(SOURCE DATA)
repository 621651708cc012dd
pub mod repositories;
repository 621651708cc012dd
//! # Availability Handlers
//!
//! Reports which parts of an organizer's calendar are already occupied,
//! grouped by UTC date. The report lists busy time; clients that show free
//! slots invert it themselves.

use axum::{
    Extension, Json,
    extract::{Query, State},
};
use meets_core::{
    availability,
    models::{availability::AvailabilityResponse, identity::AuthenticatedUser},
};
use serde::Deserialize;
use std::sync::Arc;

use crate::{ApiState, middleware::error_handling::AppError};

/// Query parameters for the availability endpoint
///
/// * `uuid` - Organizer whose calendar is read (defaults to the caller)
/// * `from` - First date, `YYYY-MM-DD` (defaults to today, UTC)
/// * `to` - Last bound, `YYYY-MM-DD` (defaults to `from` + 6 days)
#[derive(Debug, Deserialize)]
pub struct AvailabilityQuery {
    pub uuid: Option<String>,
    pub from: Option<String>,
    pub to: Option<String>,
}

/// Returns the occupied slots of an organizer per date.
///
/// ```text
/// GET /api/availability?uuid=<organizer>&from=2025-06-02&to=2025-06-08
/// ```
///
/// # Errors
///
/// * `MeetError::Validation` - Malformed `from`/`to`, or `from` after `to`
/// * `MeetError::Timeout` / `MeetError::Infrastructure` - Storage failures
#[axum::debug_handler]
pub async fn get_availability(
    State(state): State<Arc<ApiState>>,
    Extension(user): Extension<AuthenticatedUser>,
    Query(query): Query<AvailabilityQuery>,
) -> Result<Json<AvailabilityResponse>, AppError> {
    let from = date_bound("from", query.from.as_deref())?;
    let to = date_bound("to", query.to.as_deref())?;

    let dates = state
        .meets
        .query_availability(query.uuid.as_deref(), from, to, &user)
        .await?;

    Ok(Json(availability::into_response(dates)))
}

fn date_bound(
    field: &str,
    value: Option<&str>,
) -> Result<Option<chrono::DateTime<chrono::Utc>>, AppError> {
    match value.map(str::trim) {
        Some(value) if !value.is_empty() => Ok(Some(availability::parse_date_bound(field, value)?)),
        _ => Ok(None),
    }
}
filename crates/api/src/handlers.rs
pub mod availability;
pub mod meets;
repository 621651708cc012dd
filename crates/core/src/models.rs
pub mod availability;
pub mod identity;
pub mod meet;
==
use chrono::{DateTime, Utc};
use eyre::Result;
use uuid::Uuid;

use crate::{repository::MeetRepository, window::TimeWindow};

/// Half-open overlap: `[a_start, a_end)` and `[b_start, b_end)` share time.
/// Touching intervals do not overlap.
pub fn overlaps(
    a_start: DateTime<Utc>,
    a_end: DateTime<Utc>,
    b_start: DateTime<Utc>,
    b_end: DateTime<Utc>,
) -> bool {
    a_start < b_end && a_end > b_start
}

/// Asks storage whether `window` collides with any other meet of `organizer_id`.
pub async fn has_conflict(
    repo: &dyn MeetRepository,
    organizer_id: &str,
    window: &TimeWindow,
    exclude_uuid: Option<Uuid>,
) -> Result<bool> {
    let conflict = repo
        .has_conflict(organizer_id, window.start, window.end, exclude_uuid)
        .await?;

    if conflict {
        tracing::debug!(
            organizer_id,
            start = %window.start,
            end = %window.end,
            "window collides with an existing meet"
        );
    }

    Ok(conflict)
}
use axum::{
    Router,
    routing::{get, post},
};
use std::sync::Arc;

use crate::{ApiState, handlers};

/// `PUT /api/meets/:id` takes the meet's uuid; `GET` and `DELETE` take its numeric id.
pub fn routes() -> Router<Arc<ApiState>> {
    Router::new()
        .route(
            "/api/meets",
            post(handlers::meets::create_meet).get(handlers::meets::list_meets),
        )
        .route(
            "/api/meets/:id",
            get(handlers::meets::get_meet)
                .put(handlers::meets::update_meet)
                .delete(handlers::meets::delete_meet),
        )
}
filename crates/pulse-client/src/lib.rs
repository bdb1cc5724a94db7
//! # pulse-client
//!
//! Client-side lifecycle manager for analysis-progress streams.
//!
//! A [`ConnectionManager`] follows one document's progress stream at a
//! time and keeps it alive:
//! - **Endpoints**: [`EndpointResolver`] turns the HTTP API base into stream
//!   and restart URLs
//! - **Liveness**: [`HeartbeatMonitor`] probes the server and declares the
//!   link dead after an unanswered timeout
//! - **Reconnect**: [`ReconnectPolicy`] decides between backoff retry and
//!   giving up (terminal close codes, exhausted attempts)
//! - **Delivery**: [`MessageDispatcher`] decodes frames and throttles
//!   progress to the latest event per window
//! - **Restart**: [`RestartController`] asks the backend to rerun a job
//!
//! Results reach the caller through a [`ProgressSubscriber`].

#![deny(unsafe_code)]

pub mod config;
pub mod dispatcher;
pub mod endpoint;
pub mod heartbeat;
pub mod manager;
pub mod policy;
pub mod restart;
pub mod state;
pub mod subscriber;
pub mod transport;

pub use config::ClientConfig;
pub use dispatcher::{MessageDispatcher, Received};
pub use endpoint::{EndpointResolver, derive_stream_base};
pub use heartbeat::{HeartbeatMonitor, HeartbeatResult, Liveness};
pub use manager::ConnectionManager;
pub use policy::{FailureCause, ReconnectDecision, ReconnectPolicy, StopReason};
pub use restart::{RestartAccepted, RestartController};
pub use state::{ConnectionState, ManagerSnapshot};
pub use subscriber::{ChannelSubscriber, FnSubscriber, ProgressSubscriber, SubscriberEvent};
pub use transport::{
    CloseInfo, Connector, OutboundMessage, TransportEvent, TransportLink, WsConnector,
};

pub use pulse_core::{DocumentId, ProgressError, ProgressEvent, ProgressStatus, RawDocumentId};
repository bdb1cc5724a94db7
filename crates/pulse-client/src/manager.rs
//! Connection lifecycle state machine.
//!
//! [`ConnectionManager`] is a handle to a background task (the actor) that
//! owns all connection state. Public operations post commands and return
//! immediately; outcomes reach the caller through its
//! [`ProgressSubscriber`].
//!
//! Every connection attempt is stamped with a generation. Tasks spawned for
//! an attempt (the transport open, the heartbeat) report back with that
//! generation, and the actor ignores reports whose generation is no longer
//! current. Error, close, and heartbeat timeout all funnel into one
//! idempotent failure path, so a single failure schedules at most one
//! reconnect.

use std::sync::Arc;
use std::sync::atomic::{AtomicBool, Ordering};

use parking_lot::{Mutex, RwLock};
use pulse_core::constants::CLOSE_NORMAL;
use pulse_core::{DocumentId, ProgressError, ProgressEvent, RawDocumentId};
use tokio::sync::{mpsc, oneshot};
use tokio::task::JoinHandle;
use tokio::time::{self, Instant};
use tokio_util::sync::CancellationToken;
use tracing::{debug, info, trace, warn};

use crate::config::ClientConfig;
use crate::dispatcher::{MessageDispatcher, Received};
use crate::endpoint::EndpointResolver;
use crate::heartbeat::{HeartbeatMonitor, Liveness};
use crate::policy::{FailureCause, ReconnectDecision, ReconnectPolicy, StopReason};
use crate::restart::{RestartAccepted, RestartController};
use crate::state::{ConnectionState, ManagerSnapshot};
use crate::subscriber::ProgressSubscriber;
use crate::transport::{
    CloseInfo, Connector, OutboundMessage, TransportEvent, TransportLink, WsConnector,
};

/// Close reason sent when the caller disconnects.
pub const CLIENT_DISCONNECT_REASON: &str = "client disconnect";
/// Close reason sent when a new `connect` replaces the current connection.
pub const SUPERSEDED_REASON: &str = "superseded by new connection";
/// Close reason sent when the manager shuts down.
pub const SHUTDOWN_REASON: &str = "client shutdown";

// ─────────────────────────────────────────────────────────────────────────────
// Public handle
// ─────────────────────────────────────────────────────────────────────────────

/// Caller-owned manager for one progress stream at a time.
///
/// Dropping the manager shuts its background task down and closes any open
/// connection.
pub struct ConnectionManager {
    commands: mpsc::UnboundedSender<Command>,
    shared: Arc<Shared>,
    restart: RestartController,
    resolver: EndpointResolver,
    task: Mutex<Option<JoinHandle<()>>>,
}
==
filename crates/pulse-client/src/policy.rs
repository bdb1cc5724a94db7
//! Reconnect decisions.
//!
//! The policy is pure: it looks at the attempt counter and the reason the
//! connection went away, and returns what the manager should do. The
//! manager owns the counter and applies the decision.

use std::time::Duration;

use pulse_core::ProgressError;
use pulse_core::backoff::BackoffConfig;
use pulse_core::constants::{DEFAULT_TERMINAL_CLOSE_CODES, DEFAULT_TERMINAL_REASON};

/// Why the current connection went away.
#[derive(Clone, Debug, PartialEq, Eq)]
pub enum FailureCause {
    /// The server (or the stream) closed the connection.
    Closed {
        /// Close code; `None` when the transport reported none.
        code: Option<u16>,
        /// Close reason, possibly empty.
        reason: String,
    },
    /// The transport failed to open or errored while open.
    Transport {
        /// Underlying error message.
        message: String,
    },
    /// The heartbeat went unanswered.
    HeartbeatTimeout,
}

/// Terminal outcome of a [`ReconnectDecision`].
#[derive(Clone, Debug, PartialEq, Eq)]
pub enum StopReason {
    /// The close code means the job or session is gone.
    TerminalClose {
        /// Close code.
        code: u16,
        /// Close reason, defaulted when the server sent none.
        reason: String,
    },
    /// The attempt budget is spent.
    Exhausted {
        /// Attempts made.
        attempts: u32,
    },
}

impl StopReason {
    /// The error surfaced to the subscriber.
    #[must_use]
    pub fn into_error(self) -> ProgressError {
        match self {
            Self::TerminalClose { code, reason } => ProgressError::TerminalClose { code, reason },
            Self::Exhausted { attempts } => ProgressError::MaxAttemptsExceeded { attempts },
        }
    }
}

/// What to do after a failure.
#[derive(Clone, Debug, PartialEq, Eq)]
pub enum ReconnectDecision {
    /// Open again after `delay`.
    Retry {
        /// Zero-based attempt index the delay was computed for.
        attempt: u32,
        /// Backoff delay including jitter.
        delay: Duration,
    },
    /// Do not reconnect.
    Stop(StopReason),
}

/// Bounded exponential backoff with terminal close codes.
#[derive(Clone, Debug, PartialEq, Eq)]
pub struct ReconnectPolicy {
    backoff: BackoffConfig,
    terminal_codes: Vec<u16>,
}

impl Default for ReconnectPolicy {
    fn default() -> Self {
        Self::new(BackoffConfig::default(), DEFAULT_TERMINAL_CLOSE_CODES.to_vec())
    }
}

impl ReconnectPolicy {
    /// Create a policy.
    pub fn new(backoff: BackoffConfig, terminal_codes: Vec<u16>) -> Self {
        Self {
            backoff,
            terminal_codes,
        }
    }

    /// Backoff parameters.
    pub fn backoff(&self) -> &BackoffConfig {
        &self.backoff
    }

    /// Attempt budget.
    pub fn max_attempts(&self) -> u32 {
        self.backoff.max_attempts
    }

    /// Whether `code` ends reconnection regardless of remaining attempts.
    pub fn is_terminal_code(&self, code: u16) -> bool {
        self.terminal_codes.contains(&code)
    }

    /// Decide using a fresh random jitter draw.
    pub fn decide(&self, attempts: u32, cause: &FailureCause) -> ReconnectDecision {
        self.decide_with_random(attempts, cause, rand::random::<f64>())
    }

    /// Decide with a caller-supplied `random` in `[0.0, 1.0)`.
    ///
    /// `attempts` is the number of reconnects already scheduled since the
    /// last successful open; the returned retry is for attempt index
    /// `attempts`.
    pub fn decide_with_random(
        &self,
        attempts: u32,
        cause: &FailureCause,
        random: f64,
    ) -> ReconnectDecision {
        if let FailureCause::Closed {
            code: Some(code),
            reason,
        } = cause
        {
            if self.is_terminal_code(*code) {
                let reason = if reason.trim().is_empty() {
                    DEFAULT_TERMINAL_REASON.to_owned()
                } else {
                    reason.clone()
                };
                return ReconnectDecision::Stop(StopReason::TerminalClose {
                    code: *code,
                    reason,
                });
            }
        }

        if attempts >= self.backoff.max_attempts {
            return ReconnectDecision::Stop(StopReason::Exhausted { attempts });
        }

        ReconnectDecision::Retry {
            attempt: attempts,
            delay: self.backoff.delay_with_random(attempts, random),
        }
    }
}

(TASK STATEMENT)
State how many lines in the listing contain the word "constants", and write nothing besides that number.

(SOLVED PROBLEM)
2